Retype only the lines at the head of the records, first through the one with "fn error(&self, message: &str);", exactly as written.

▸ **LISTED ENTRIES**

————

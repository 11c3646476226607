use vaultsync_sync::SyncReport;

/// Output format selector
#[derive(Debug, Clone, Copy, PartialEq)]
pub enum OutputFormat {
    Human,
    Json,
}

/// Trait for formatting CLI output
pub trait OutputFormatter {
    fn success(&self, message: &str);
    fn error(&self, message: &str);
    fn warn(&self, message: &str);
    fn info(&self, message: &str);
    fn print_json(&self, value: &serde_json::Value);
}

/// Human-readable output formatter with checkmarks and indentation
pub struct HumanFormatter;

impl OutputFormatter for HumanFormatter {
    fn success(&self, message: &str) {
        println!("\u{2713} {}", message);
    }
    fn error(&self, message: &str) {
        eprintln!("\u{2717} Error: {}", message);
    }
    fn warn(&self, message: &str) {
        eprintln!("\u{26a0} Warning: {}", message);
    }
    fn info(&self, message: &str) {
        println!("  {}", message);
    }
    fn print_json(&self, _value: &serde_json::Value) {}
}

/// JSON output formatter
pub struct JsonFormatter;

impl OutputFormatter for JsonFormatter {
    fn success(&self, message: &str) {
        println!(
            "{}",
            serde_json::json!({"success": true, "message": message})
        );
    }
    fn error(&self, message: &str) {
        eprintln!(
            "{}",
            serde_json::json!({"success": false, "error": message})
        );
    }
    fn warn(&self, message: &str) {
        eprintln!(
            "{}",
            serde_json::json!({"level": "warning", "message": message})
        );
    }
    fn info(&self, _message: &str) {}
    fn print_json(&self, value: &serde_json::Value) {
        println!(
            "{}",
            serde_json::to_string_pretty(value).unwrap_or_default()
        );
    }
}

pub fn get_formatter(format: OutputFormat) -> Box<dyn OutputFormatter> {
    match format {
        OutputFormat::Json => Box::new(JsonFormatter),
        OutputFormat::Human => Box::new(HumanFormatter),
    }
}

// ============================================================================
// Report rendering
// ============================================================================

pub fn report_json(operation: &str, report: &SyncReport) -> serde_json::Value {
    serde_json::json!({
        "operation": operation,
        "refused": report.refused,
        "downloaded": report.downloaded,
        "uploaded": report.uploaded,
        "deleted": report.deleted,
        "skipped": report.skipped,
        "failed": report.failed,
        "duration_ms": report.duration_ms,
    })
}

fn plural(n: usize) -> &'static str {
    if n == 1 {
        ""
    } else {
        "s"
    }
}

pub fn format_duration(ms: u64) -> String {
    if ms >= 1000 {
        format!("{:.1}s", ms as f64 / 1000.0)
    } else {
        format!("{}ms", ms)
    }
}

/// Print the summary of one operation
pub fn print_report(
    fmt: &dyn OutputFormatter,
    format: OutputFormat,
    operation: &str,
    report: &SyncReport,
) {
    if format == OutputFormat::Json {
        fmt.print_json(&report_json(operation, report));
        return;
    }

    if let Some(reason) = &report.refused {
        fmt.warn(&format!("{operation} not started: {reason}"));
        return;
    }

    let total = report.downloaded + report.uploaded + report.deleted;
    if total == 0 && report.failed.is_empty() {
        fmt.success("Already up to date");
    } else {
        fmt.success(&format!(
            "{} completed in {}",
            capitalize(operation),
            format_duration(report.duration_ms)
        ));
    }

    if report.downloaded > 0 {
        fmt.info(&format!(
            "Downloaded: {} item{}",
            report.downloaded,
            plural(report.downloaded)
        ));
    }
    if report.uploaded > 0 {
        fmt.info(&format!(
            "Uploaded:   {} item{}",
            report.uploaded,
            plural(report.uploaded)
        ));
    }
    if report.deleted > 0 {
        fmt.info(&format!(
            "Deleted:    {} item{}",
            report.deleted,
            plural(report.deleted)
        ));
    }
    if report.skipped > 0 {
        fmt.info(&format!("Skipped:    {}", report.skipped));
    }

    if !report.failed.is_empty() {
        fmt.error(&format!(
            "{} item{} failed and stay pending:",
            report.failed.len(),
            plural(report.failed.len())
        ));
        for path in &report.failed {
            fmt.info(&format!("  - {}", path));
        }
    }
}

fn capitalize(s: &str) -> String {
    let mut chars = s.chars();
    match chars.next() {
        Some(first) => first.to_uppercase().chain(chars).collect(),
        None => String::new(),
    }
}
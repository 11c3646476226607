//! Notification sink port
//!
//! Receives human-readable progress strings ("Uploaded (3/10)", "Finished
//! pulling"). Delivery is fire-and-forget and never affects correctness.

/// Consumer of progress and status messages
pub trait INotificationSink: Send + Sync {
    /// Deliver a message
    fn notify(&self, message: &str);
}

/// Sink that drops every message
#[derive(Debug, Clone, Copy, Default)]
pub struct NullNotificationSink;

impl INotificationSink for NullNotificationSink {
    fn notify(&self, _message: &str) {}
}
//! Ignore commands - inspect and change the ignore patterns

use anyhow::{bail, Result};
use clap::Subcommand;

use vaultsync_core::domain::ignore::validate_patterns;

use super::CliContext;
use crate::output::{get_formatter, OutputFormat};

#[derive(Debug, Subcommand)]
pub enum IgnoreCommand {
    /// Show the patterns in effect
    List,
    /// Validate patterns without saving them
    Check {
        /// Regular expressions matched anywhere in a vault-relative path
        #[arg(required = true)]
        patterns: Vec<String>,
    },
    /// Replace the saved patterns and recompute pending work
    Set {
        /// Regular expressions; pass none to clear the saved patterns
        patterns: Vec<String>,
    },
}

impl IgnoreCommand {
    pub async fn execute(&self, ctx: &CliContext) -> Result<()> {
        match self {
            IgnoreCommand::List => list(ctx).await,
            IgnoreCommand::Check { patterns } => check(ctx, patterns),
            IgnoreCommand::Set { patterns } => set(ctx, patterns).await,
        }
    }
}

async fn list(ctx: &CliContext) -> Result<()> {
    let fmt = get_formatter(ctx.format);
    let engine = ctx.open_engine().await?;
    let patterns = engine.status().await?.ignore_patterns;

    if ctx.format == OutputFormat::Json {
        fmt.print_json(&serde_json::json!({ "patterns": patterns }));
    } else if patterns.is_empty() {
        fmt.info("No ignore patterns");
    } else {
        for pattern in &patterns {
            fmt.info(pattern);
        }
    }
    Ok(())
}

fn check(ctx: &CliContext, patterns: &[String]) -> Result<()> {
    let fmt = get_formatter(ctx.format);
    let errors = validate_patterns(patterns);

    if ctx.format == OutputFormat::Json {
        let invalid: Vec<serde_json::Value> = errors
            .iter()
            .map(|(index, err)| serde_json::json!({"index": index, "error": err.to_string()}))
            .collect();
        fmt.print_json(&serde_json::json!({
            "valid": errors.is_empty(),
            "invalid": invalid,
        }));
    } else if errors.is_empty() {
        fmt.success(&format!("{} pattern(s) valid", patterns.len()));
    } else {
        for (index, err) in &errors {
            fmt.error(&format!("patterns[{index}]: {err}"));
        }
    }

    if !errors.is_empty() {
        bail!("{} invalid pattern(s)", errors.len());
    }
    Ok(())
}

async fn set(ctx: &CliContext, patterns: &[String]) -> Result<()> {
    let fmt = get_formatter(ctx.format);
    let engine = ctx.open_engine().await?;

    let stored = engine.update_ignore_patterns(patterns.to_vec()).await?;
    let pending = engine.pending().await.map(|diff| diff.counts());

    if ctx.format == OutputFormat::Json {
        fmt.print_json(&serde_json::json!({
            "patterns": stored,
            "pending": pending.map(|(uploads, deletions)| serde_json::json!({
                "uploads": uploads,
                "deletions": deletions,
            })),
        }));
    } else {
        fmt.success(&format!("Saved {} ignore pattern(s)", stored.len()));
        if let Some((uploads, deletions)) = pending {
            fmt.info(&format!("Pending: {uploads} to upload, {deletions} to delete"));
        }
    }
    Ok(())
}
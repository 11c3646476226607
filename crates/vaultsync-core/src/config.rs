//! Configuration module for VaultSync.
//!
//! Provides typed configuration structs that map to the YAML configuration file,
//! with loading, validation, defaults, and a builder pattern for programmatic use.

use std::path::{Path, PathBuf};

use serde::{Deserialize, Serialize};

use crate::domain::ignore::{sanitize_patterns, validate_patterns};

/// Unit the remote requires chunk sizes to be a multiple of (320 KiB).
pub const CHUNK_UNIT_BYTES: u64 = 327_680;

const MIB: u64 = 1024 * 1024;

// ---------------------------------------------------------------------------
// Config struct with sub-sections
// ---------------------------------------------------------------------------

/// Top-level configuration for VaultSync.
#[derive(Debug, Clone, Default, Serialize, Deserialize)]
#[serde(default)]
pub struct Config {
    pub sync: SyncConfig,
    pub ignore: IgnoreConfig,
    pub large_files: LargeFilesConfig,
    pub auth: AuthConfig,
    pub logging: LoggingConfig,
    pub state: StateConfig,
}

/// Synchronization settings.
#[derive(Debug, Clone, Serialize, Deserialize)]
#[serde(default)]
pub struct SyncConfig {
    /// Local vault root.
    pub root: PathBuf,
    /// Root folder name under the remote app folder. Defaults to the last
    /// component of `root`.
    pub remote_root: Option<String>,
    /// Maximum number of transfers in flight.
    pub concurrency: usize,
    /// Seconds between background sync runs in watch mode.
    pub poll_interval: u64,
    /// Seconds to coalesce watcher events before updating the diff.
    pub debounce_delay: u64,
}

/// Path-exclusion settings.
#[derive(Debug, Clone, Serialize, Deserialize)]
#[serde(default)]
pub struct IgnoreConfig {
    /// Regular expressions tested anywhere in a vault-relative path.
    pub patterns: Vec<String>,
}

/// Upload sizing settings.
#[derive(Debug, Clone, Serialize, Deserialize)]
#[serde(default)]
pub struct LargeFilesConfig {
    /// Files up to this size (in MiB, inclusive) use a single request.
    pub threshold_mb: u64,
    /// Chunk size for larger files, in 320 KiB units.
    pub chunk_units: u64,
}

/// Authentication settings.
#[derive(Debug, Clone, Serialize, Deserialize)]
#[serde(default)]
pub struct AuthConfig {
    /// Azure AD Application (client) ID used for token refresh.
    pub app_id: Option<String>,
    /// Keyring username the tokens are stored under.
    pub account: String,
}

/// Logging / tracing settings.
#[derive(Debug, Clone, Serialize, Deserialize)]
#[serde(default)]
pub struct LoggingConfig {
    /// Log level: `trace`, `debug`, `info`, `warn`, or `error`.
    pub level: String,
}

/// Persisted state location.
#[derive(Debug, Clone, Default, Serialize, Deserialize)]
#[serde(default)]
pub struct StateConfig {
    /// State file path. `None` selects `<data_dir>/vaultsync/<remote_root>.state.json`.
    pub path: Option<PathBuf>,
}

// ---------------------------------------------------------------------------
// Loading and derived values
// ---------------------------------------------------------------------------

impl Config {
    /// Load configuration from a YAML file at `path`.
    pub fn load(path: &Path) -> anyhow::Result<Self> {
        let content = std::fs::read_to_string(path)?;
        let mut config: Config = serde_yaml::from_str(&content)?;
        config.ignore.patterns = sanitize_patterns(&config.ignore.patterns);
        Ok(config)
    }

    /// Try to load from `path`; fall back to [`Config::default`] on any error.
    pub fn load_or_default(path: &Path) -> Self {
        Self::load(path).unwrap_or_default()
    }

    /// Platform-appropriate default path for the configuration file.
    ///
    /// Typically `$XDG_CONFIG_HOME/vaultsync/config.yaml` on Linux.
    pub fn default_path() -> PathBuf {
        dirs::config_dir()
            .unwrap_or_else(|| PathBuf::from("~/.config"))
            .join("vaultsync")
            .join("config.yaml")
    }

    /// The vault root with a leading `~` expanded to the home directory.
    pub fn vault_root(&self) -> PathBuf {
        expand_tilde(&self.sync.root)
    }

    /// Remote root folder name: `sync.remote_root`, else the vault folder name.
    pub fn remote_root_name(&self) -> String {
        self.sync
            .remote_root
            .clone()
            .filter(|name| !name.trim().is_empty())
            .or_else(|| {
                self.vault_root()
                    .file_name()
                    .map(|n| n.to_string_lossy().into_owned())
            })
            .unwrap_or_else(|| "Vault".to_string())
    }

    /// Where the persisted state lives.
    pub fn state_path(&self) -> PathBuf {
        match &self.state.path {
            Some(path) => expand_tilde(path),
            None => dirs::data_local_dir()
                .unwrap_or_else(|| PathBuf::from("~/.local/share"))
                .join("vaultsync")
                .join(format!("{}.state.json", self.remote_root_name())),
        }
    }
}

impl LargeFilesConfig {
    /// Single-shot upload limit in bytes.
    pub fn threshold_bytes(&self) -> u64 {
        self.threshold_mb.saturating_mul(MIB)
    }

    /// Chunk size in bytes.
    pub fn chunk_size_bytes(&self) -> u64 {
        self.chunk_units.saturating_mul(CHUNK_UNIT_BYTES)
    }
}

fn expand_tilde(path: &Path) -> PathBuf {
    match path.strip_prefix("~") {
        Ok(rest) => dirs::home_dir()
            .map(|home| home.join(rest))
            .unwrap_or_else(|| path.to_path_buf()),
        Err(_) => path.to_path_buf(),
    }
}

// ---------------------------------------------------------------------------
// Defaults
// ---------------------------------------------------------------------------

impl Default for SyncConfig {
    fn default() -> Self {
        Self {
            root: dirs::home_dir()
                .unwrap_or_else(|| PathBuf::from("~"))
                .join("Vault"),
            remote_root: None,
            concurrency: 100,
            poll_interval: 300,
            debounce_delay: 2,
        }
    }
}

impl Default for IgnoreConfig {
    fn default() -> Self {
        Self {
            patterns: vec![r"\.vaultsync".to_string()],
        }
    }
}

impl Default for LargeFilesConfig {
    fn default() -> Self {
        Self {
            threshold_mb: 4,
            chunk_units: 150,
        }
    }
}

impl Default for AuthConfig {
    fn default() -> Self {
        Self {
            app_id: None,
            account: "default".to_string(),
        }
    }
}

impl Default for LoggingConfig {
    fn default() -> Self {
        Self {
            level: "info".to_string(),
        }
    }
}

// ---------------------------------------------------------------------------
// Validation
// ---------------------------------------------------------------------------

/// A single validation error found in the configuration.
#[derive(Debug, Clone, PartialEq, Eq)]
pub struct ValidationError {
    /// Dotted path to the offending field, e.g. `"sync.poll_interval"`.
    pub field: String,
    /// Human-readable explanation.
    pub message: String,
}

impl std::fmt::Display for ValidationError {
    fn fmt(&self, f: &mut std::fmt::Formatter<'_>) -> std::fmt::Result {
        write!(f, "{}: {}", self.field, self.message)
    }
}

/// Valid values for `logging.level`.
const VALID_LOG_LEVELS: &[&str] = &["trace", "debug", "info", "warn", "error"];

impl Config {
    /// Validate the configuration and return all errors found.
    ///
    /// An empty vector means the configuration is valid.
    pub fn validate(&self) -> Vec<ValidationError> {
        let mut errors = Vec::new();
        let mut positive = |field: &str, value: u64| {
            if value == 0 {
                errors.push(ValidationError {
                    field: field.into(),
                    message: "must be greater than 0".into(),
                });
            }
        };

        // --- sync ---
        positive("sync.concurrency", self.sync.concurrency as u64);
        positive("sync.poll_interval", self.sync.poll_interval);

        // --- large_files ---
        positive("large_files.threshold_mb", self.large_files.threshold_mb);
        positive("large_files.chunk_units", self.large_files.chunk_units);

        // Tilde paths are expanded at runtime.
        let root_str = self.sync.root.to_string_lossy();
        if !root_str.starts_with('~') && !self.sync.root.exists() {
            errors.push(ValidationError {
                field: "sync.root".into(),
                message: format!("directory does not exist: {}", self.sync.root.display()),
            });
        }

        if let Some(name) = &self.sync.remote_root {
            if name.trim().is_empty() || name.contains('/') {
                errors.push(ValidationError {
                    field: "sync.remote_root".into(),
                    message: format!("must be a single non-empty folder name, got '{name}'"),
                });
            }
        }

        // --- ignore ---
        for (index, err) in validate_patterns(&self.ignore.patterns) {
            errors.push(ValidationError {
                field: format!("ignore.patterns[{index}]"),
                message: err.to_string(),
            });
        }

        // --- logging ---
        if !VALID_LOG_LEVELS.contains(&self.logging.level.as_str()) {
            errors.push(ValidationError {
                field: "logging.level".into(),
                message: format!(
                    "invalid level '{}'; valid options: {}",
                    self.logging.level,
                    VALID_LOG_LEVELS.join(", ")
                ),
            });
        }

        errors
    }
}

// ---------------------------------------------------------------------------
// ConfigBuilder
// ---------------------------------------------------------------------------

/// Builder for constructing a [`Config`] programmatically.
///
/// Starts from [`Config::default`] and allows selective overrides.
///
/// # Example
///
/// ```rust,no_run
/// use vaultsync_core::config::ConfigBuilder;
/// use std::path::PathBuf;
///
/// let config = ConfigBuilder::new()
///     .sync_root(PathBuf::from("/home/user/Notes"))
///     .sync_concurrency(16)
///     .ignore_patterns(vec![r"\.git".to_string()])
///     .build();
/// ```
#[derive(Debug, Clone)]
pub struct ConfigBuilder {
    config: Config,
}

impl ConfigBuilder {
    /// Create a new builder initialised with [`Config::default`] values.
    pub fn new() -> Self {
        Self {
            config: Config::default(),
        }
    }

    // --- sync ---

    pub fn sync_root(mut self, root: PathBuf) -> Self {
        self.config.sync.root = root;
        self
    }

    pub fn sync_remote_root(mut self, name: impl Into<String>) -> Self {
        self.config.sync.remote_root = Some(name.into());
        self
    }

    pub fn sync_concurrency(mut self, n: usize) -> Self {
        self.config.sync.concurrency = n;
        self
    }

    pub fn sync_poll_interval(mut self, seconds: u64) -> Self {
        self.config.sync.poll_interval = seconds;
        self
    }

    pub fn sync_debounce_delay(mut self, seconds: u64) -> Self {
        self.config.sync.debounce_delay = seconds;
        self
    }

    // --- ignore ---

    pub fn ignore_patterns(mut self, patterns: Vec<String>) -> Self {
        self.config.ignore.patterns = sanitize_patterns(&patterns);
        self
    }

    // --- large_files ---

    pub fn large_files_threshold_mb(mut self, mb: u64) -> Self {
        self.config.large_files.threshold_mb = mb;
        self
    }

    pub fn large_files_chunk_units(mut self, units: u64) -> Self {
        self.config.large_files.chunk_units = units;
        self
    }

    // --- auth ---

    pub fn auth_app_id(mut self, app_id: impl Into<String>) -> Self {
        self.config.auth.app_id = Some(app_id.into());
        self
    }

    pub fn auth_account(mut self, account: impl Into<String>) -> Self {
        self.config.auth.account = account.into();
        self
    }

    // --- logging / state ---

    pub fn logging_level(mut self, level: impl Into<String>) -> Self {
        self.config.logging.level = level.into();
        self
    }

    pub fn state_path(mut self, path: PathBuf) -> Self {
        self.config.state.path = Some(path);
        self
    }

    // --- build ---

    /// Consume the builder and return the finished [`Config`].
    pub fn build(self) -> Config {
        self.config
    }

    /// Build and validate in one step. Returns `Err` with the list of
    /// validation errors if the configuration is invalid.
    pub fn build_validated(self) -> Result<Config, Vec<ValidationError>> {
        let config = self.build();
        let errors = config.validate();
        if errors.is_empty() {
            Ok(config)
        } else {
            Err(errors)
        }
    }
}

impl Default for ConfigBuilder {
    fn default() -> Self {
        Self::new()
    }
}
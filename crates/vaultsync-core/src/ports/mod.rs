//! Port definitions (hexagonal architecture interfaces)
//!
//! Ports are the narrow contracts the sync engine consumes. Their
//! implementations live in adapter crates.
//!
//! ## Ports Overview
//!
//! - [`IAuthProvider`] - Bearer credential acquisition and auth status
//! - [`IRemoteDrive`] - Remote change tracking and per-item transfers
//! - [`ILocalVault`] - Local filesystem operations by vault-relative path
//! - [`IStateStore`] - Persisted cursor, remote snapshot and ignore patterns
//! - [`INotificationSink`] - Human-readable progress messages

pub mod auth;
pub mod local_vault;
pub mod notification;
pub mod remote_drive;
pub mod state_store;

pub use auth::{AuthStatus, IAuthProvider, Tokens};
pub use local_vault::{FileTimes, ILocalVault, VaultListing, VaultStat};
pub use notification::{INotificationSink, NullNotificationSink};
pub use remote_drive::{ChunkProgress, IRemoteDrive, RemoteItem, RemoteListing};
pub use state_store::{IStateStore, PersistedState, StateMutator};
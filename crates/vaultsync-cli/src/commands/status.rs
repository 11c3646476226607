//! Status command - auth state, cursor and pending work

use anyhow::Result;
use clap::Args;

use vaultsync_sync::EngineStatus;

use super::CliContext;
use crate::output::{get_formatter, OutputFormat, OutputFormatter};

#[derive(Debug, Args)]
pub struct StatusCommand {
    /// Skip the local scan; pending counts are then unknown
    #[arg(long)]
    pub no_scan: bool,
}

impl StatusCommand {
    pub async fn execute(&self, ctx: &CliContext) -> Result<()> {
        let fmt = get_formatter(ctx.format);
        let engine = ctx.open_engine().await?;

        if !self.no_scan {
            engine.rebuild_diff().await?;
        }
        let status = engine.status().await?;

        if ctx.format == OutputFormat::Json {
            fmt.print_json(&status_json(ctx, &status));
        } else {
            print_human(&*fmt, ctx, &status);
        }
        Ok(())
    }
}

fn status_json(ctx: &CliContext, status: &EngineStatus) -> serde_json::Value {
    serde_json::json!({
        "vault_root": ctx.config.vault_root(),
        "remote_root": ctx.config.remote_root_name(),
        "state_file": ctx.config.state_path(),
        "auth": status.auth,
        "has_cursor": status.has_cursor,
        "remote_entries": status.remote_entries,
        "pending": status.pending.map(|(uploads, deletions)| serde_json::json!({
            "uploads": uploads,
            "deletions": deletions,
        })),
        "ignore_patterns": status.ignore_patterns,
    })
}

fn print_human(fmt: &dyn OutputFormatter, ctx: &CliContext, status: &EngineStatus) {
    if status.auth.allows_sync() {
        fmt.success(&format!("Signed in ({})", status.auth));
    } else {
        fmt.warn(&format!(
            "Sign in required ({}). Use 'vaultsync auth import'.",
            status.auth
        ));
    }

    fmt.info(&format!("Vault:   {}", ctx.config.vault_root().display()));
    fmt.info(&format!("Remote:  Apps/<app>/{}", ctx.config.remote_root_name()));

    if status.has_cursor {
        fmt.info(&format!("Synced:  {} remote entries known", status.remote_entries));
    } else {
        fmt.info("Synced:  never (run 'vaultsync clone' first)");
    }

    match status.pending {
        Some((0, 0)) => fmt.info("Pending: nothing to push"),
        Some((uploads, deletions)) => fmt.info(&format!(
            "Pending: {uploads} to upload, {deletions} to delete"
        )),
        None => fmt.info("Pending: unknown (not scanned)"),
    }

    fmt.info(&format!("Ignored: {}", status.ignore_patterns.join("  ")));
}
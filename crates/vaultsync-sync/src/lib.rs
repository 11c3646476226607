//! VaultSync Sync - Two-way synchronization engine
//!
//! Provides:
//! - Local index building with ignore-rule pruning
//! - Full and event-driven diffing against the last-synced remote snapshot
//! - Bounded-concurrency transfer batches
//! - The pull/push/sync/clone orchestrator
//!
//! ## Modules
//!
//! - [`engine`] - Sync orchestrator and its atomic state guard
//! - [`transfer`] - Upload, download and delete batches
//! - [`diff`] - Full and incremental diff computation
//! - [`index`] - Local index builder
//! - [`watcher`] - Filesystem change events for the incremental diff
//! - [`filesystem`] - Local vault adapter (atomic writes, mtime preservation)

pub mod diff;
pub mod engine;
pub mod filesystem;
pub mod index;
pub mod transfer;
pub mod watcher;

pub use engine::{EngineOptions, EnginePorts, EngineStatus, SyncEngine, SyncReport};
pub use filesystem::LocalVaultAdapter;
pub use watcher::{FileWatcher, FsEvent, FsEventKind};

use thiserror::Error;

use vaultsync_core::domain::DomainError;

/// Errors surfaced by the synchronization engine
///
/// Per-item transfer failures (`Upload`, `Download`) are recovered inside a
/// batch and only show up in logs and in [`SyncReport::failed`]. The other
/// variants abort the top-level operation.
#[derive(Debug, Error)]
pub enum SyncError {
    /// No usable credential
    #[error("Authentication required: {0}")]
    Auth(String),

    /// An ignore pattern does not compile; nothing was persisted
    #[error("Invalid ignore pattern '{pattern}'")]
    InvalidPattern {
        pattern: String,
        #[source]
        source: DomainError,
    },

    /// A listing, cursor fetch or root-folder setup failed
    #[error("Remote unavailable: {0}")]
    RemoteUnavailable(String),

    /// Uploading a single item failed
    #[error("Upload of {path} failed: {reason}")]
    Upload { path: String, reason: String },

    /// Downloading or applying a single remote item failed
    #[error("Download of {path} failed: {reason}")]
    Download { path: String, reason: String },

    /// The operation cannot start right now
    #[error("{0}")]
    Precondition(String),

    /// The local vault could not be read or written
    #[error("Local vault error: {0}")]
    LocalVault(String),

    /// The persisted state could not be loaded or committed
    #[error("State store error: {0}")]
    State(String),

    /// An I/O error occurred during file operations
    #[error("IO error: {0}")]
    Io(#[from] std::io::Error),
}

impl SyncError {
    /// Render an `anyhow` chain on one line
    pub(crate) fn chain(err: &anyhow::Error) -> String {
        format!("{err:#}")
    }
}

————

▸ **OUTPUT**
repository 11c3646476226607
use vaultsync_sync::SyncReport;

/// Output format selector
#[derive(Debug, Clone, Copy, PartialEq)]
pub enum OutputFormat {
    Human,
    Json,
}

/// Trait for formatting CLI output
pub trait OutputFormatter {
    fn success(&self, message: &str);
    fn error(&self, message: &str);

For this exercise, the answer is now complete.